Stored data
####

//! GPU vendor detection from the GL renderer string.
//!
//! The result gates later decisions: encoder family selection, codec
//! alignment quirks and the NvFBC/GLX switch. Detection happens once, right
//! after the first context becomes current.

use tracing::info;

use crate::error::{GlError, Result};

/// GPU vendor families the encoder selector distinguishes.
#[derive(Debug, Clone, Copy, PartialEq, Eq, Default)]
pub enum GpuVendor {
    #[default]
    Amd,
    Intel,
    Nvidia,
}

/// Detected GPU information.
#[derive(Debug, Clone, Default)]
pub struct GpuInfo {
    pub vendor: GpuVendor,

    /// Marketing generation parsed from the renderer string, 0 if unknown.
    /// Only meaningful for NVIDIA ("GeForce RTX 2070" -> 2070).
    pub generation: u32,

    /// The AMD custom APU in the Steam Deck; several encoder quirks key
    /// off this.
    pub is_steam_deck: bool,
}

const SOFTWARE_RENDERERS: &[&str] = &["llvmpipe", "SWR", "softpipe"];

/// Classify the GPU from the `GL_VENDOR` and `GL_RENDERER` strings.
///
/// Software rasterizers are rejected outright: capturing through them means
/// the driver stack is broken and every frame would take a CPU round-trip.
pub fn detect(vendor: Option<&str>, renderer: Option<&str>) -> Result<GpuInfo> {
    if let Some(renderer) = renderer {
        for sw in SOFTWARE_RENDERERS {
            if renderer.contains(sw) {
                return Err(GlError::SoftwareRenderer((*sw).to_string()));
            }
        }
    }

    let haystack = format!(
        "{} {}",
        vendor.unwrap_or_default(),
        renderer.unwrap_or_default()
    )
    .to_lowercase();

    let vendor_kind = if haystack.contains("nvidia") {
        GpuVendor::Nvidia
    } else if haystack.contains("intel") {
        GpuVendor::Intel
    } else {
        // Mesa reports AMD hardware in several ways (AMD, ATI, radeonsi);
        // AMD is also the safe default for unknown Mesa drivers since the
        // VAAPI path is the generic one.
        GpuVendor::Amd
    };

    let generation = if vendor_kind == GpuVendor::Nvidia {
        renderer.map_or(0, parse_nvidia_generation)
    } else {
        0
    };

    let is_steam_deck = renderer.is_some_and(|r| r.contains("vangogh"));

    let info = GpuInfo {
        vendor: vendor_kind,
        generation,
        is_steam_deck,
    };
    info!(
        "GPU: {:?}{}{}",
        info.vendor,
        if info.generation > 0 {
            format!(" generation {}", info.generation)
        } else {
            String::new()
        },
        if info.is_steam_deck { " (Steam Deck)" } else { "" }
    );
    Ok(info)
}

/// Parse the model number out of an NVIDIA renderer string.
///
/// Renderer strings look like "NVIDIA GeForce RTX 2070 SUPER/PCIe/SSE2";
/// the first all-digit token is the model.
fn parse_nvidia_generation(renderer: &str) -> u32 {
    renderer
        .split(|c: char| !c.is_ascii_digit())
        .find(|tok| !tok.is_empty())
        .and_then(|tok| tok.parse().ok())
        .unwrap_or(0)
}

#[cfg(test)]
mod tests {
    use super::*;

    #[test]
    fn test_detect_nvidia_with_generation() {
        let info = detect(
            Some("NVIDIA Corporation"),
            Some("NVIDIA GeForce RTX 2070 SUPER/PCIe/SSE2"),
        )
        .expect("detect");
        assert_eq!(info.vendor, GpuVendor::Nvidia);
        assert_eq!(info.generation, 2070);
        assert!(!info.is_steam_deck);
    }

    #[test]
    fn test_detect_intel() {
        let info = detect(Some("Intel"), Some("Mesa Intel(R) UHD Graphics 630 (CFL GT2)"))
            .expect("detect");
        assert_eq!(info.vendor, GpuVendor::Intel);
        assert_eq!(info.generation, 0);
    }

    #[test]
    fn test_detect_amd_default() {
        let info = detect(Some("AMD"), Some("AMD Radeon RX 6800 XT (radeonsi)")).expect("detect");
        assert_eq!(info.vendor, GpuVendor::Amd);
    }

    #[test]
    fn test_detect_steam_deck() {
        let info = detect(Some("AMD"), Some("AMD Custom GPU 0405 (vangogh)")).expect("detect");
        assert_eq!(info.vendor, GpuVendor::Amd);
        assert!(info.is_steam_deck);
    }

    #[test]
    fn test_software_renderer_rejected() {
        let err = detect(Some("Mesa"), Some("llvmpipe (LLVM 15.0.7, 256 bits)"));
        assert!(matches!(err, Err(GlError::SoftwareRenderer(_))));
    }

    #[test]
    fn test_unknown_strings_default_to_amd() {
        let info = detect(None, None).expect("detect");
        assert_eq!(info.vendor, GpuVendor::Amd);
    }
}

####

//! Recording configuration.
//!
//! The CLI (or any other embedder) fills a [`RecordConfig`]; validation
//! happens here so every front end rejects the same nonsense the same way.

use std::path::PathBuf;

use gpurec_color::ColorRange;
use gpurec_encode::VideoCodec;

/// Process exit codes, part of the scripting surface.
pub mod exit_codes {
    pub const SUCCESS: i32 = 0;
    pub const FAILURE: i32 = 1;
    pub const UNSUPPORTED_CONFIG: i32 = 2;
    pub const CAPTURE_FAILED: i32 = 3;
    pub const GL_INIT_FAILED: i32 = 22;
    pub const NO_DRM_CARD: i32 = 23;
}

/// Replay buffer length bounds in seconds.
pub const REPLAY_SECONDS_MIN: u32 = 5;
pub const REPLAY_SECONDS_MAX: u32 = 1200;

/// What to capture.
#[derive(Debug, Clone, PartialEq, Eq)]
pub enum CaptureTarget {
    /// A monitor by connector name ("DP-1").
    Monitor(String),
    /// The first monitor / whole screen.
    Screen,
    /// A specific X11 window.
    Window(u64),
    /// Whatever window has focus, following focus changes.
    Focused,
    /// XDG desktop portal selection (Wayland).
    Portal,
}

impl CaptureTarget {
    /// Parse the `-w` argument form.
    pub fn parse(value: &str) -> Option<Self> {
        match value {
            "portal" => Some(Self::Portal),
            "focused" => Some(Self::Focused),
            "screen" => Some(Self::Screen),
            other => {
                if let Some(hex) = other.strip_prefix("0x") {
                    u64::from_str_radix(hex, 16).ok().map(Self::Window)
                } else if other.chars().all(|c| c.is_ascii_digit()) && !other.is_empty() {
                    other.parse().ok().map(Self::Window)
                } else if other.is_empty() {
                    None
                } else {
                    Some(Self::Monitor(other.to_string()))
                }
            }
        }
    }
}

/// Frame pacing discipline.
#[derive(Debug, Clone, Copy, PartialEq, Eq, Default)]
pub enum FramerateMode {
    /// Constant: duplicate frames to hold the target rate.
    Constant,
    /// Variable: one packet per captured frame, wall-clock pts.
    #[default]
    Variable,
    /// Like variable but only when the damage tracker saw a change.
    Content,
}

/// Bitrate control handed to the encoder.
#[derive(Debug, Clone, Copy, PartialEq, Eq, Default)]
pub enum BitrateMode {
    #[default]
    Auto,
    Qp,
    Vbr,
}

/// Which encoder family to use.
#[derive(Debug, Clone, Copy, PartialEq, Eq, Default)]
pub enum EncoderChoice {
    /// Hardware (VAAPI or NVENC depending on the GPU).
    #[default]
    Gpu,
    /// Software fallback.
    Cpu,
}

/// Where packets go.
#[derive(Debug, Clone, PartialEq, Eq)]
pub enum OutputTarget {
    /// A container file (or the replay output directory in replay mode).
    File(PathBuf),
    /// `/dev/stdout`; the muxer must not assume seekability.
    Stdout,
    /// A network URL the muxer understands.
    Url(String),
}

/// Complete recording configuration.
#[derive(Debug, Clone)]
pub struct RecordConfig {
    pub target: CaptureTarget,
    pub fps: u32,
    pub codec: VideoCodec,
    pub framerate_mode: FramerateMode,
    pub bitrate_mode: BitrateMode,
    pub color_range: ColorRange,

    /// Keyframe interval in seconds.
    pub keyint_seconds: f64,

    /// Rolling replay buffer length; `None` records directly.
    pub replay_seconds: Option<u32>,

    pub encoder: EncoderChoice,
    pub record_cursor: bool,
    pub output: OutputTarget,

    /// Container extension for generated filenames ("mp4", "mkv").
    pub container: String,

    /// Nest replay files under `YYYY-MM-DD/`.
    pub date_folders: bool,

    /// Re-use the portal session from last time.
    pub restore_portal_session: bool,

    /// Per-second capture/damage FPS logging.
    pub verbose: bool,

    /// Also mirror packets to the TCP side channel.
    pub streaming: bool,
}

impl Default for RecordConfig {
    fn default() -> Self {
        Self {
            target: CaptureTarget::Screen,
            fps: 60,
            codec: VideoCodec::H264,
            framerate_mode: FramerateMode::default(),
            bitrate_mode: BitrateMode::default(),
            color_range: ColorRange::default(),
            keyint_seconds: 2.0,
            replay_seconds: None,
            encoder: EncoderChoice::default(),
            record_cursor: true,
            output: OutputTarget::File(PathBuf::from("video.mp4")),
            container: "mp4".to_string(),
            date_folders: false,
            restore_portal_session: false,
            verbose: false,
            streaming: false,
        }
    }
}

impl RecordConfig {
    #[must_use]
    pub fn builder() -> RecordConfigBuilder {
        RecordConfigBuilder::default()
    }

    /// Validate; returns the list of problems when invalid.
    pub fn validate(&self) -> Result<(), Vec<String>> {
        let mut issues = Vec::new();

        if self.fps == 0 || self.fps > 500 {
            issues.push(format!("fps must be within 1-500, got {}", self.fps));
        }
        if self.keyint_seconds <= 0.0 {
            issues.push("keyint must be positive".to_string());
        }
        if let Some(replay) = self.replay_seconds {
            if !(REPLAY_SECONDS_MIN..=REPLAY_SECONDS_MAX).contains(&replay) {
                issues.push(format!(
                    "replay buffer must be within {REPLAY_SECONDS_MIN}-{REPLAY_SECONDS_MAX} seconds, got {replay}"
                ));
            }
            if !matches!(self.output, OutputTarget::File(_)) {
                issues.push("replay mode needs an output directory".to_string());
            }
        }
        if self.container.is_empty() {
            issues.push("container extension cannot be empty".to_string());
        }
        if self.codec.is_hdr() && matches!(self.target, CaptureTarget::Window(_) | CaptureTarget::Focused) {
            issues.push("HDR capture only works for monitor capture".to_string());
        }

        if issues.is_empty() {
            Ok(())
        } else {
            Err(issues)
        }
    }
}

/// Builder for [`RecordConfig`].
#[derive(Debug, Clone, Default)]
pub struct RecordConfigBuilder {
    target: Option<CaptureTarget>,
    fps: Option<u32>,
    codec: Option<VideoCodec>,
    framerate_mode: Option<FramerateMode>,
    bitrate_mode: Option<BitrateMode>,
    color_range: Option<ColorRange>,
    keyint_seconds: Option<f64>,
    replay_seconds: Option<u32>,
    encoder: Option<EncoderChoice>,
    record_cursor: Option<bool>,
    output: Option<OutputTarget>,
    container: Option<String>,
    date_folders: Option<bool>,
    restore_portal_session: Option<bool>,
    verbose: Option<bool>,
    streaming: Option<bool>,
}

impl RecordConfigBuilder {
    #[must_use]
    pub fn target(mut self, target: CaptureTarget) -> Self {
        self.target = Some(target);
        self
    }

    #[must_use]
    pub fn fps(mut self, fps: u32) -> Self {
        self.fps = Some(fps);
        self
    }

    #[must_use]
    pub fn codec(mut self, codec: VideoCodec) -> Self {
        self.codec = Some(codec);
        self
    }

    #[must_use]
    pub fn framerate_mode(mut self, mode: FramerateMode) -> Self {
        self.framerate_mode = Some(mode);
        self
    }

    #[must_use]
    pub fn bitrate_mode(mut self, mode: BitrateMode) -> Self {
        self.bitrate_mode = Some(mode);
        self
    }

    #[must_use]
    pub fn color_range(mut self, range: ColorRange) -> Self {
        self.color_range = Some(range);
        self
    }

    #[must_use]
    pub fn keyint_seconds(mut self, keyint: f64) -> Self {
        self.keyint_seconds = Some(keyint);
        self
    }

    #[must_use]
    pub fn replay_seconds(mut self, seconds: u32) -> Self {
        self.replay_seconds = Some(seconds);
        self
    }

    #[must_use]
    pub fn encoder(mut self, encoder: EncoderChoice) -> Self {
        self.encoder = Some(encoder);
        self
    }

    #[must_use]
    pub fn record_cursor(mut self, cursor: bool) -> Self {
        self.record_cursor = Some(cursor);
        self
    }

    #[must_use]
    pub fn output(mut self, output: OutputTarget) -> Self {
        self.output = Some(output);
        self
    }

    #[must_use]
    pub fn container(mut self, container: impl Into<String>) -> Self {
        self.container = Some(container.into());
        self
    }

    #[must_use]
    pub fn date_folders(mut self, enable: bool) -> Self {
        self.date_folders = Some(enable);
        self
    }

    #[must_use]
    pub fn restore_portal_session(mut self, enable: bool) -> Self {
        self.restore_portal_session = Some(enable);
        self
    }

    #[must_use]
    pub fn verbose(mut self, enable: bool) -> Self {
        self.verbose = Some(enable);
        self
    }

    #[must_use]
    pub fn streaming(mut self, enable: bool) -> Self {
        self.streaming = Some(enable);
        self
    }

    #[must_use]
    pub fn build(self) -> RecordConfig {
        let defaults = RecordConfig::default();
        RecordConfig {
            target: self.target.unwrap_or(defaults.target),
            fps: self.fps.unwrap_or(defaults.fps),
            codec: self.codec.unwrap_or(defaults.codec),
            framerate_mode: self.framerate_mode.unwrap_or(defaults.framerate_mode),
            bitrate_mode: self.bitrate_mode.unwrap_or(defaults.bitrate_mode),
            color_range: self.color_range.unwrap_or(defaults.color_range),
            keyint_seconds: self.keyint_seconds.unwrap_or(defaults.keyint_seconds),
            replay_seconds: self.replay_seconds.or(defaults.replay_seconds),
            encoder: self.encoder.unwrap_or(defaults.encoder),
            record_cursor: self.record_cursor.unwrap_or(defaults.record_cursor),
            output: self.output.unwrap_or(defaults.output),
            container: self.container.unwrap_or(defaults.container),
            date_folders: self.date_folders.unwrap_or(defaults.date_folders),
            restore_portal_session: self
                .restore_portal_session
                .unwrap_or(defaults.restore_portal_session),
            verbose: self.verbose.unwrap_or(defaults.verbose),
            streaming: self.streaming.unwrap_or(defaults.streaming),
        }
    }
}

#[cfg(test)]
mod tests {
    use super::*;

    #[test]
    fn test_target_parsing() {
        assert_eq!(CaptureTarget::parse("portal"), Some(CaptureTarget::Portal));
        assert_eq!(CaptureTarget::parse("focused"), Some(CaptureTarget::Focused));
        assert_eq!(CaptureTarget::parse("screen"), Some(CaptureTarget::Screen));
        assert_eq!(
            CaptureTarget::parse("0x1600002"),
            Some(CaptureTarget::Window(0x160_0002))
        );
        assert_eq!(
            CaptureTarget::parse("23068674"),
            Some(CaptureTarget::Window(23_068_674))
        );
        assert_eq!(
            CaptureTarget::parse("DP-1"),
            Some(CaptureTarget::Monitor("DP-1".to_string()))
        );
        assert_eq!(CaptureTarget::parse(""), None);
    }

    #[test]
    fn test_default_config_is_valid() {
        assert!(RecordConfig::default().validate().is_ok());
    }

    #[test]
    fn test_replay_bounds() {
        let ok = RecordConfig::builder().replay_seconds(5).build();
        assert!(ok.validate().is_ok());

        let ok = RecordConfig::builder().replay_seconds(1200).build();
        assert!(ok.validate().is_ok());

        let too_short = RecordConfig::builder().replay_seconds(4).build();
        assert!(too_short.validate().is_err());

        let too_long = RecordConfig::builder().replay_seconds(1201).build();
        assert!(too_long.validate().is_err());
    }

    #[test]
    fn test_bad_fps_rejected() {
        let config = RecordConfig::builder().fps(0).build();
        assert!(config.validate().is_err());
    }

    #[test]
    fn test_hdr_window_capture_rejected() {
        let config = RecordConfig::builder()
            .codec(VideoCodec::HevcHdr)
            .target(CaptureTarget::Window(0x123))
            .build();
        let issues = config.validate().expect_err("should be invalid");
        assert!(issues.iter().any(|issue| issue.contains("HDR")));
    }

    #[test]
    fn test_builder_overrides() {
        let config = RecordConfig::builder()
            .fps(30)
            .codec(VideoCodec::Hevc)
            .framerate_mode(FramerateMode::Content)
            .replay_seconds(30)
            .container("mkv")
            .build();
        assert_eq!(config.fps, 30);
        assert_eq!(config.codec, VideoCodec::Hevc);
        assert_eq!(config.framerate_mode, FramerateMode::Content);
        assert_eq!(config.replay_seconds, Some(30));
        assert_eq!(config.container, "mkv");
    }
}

####

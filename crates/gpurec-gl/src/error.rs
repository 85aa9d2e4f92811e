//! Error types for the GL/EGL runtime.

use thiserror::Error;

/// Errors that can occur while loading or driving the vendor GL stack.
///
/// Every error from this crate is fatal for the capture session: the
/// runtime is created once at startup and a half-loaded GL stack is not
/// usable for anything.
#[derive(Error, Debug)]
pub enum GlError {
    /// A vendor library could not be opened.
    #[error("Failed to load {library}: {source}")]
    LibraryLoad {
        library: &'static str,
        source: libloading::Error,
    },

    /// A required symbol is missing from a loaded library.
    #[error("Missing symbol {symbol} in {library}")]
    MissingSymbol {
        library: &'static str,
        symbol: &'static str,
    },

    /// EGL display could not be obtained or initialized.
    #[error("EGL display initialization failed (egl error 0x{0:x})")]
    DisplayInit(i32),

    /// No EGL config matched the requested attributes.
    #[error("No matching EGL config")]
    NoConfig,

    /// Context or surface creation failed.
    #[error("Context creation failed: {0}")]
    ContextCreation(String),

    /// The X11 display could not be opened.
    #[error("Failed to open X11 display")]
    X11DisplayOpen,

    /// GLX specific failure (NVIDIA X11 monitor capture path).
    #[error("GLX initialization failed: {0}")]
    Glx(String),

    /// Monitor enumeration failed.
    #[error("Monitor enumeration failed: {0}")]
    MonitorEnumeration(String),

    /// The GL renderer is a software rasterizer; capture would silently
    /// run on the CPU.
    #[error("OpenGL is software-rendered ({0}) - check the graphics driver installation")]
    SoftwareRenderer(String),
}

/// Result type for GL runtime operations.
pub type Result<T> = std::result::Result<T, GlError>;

####

Required action -
Scan the records for lines with the string "specific". Give the number of such lines and nothing else.

Reply -
2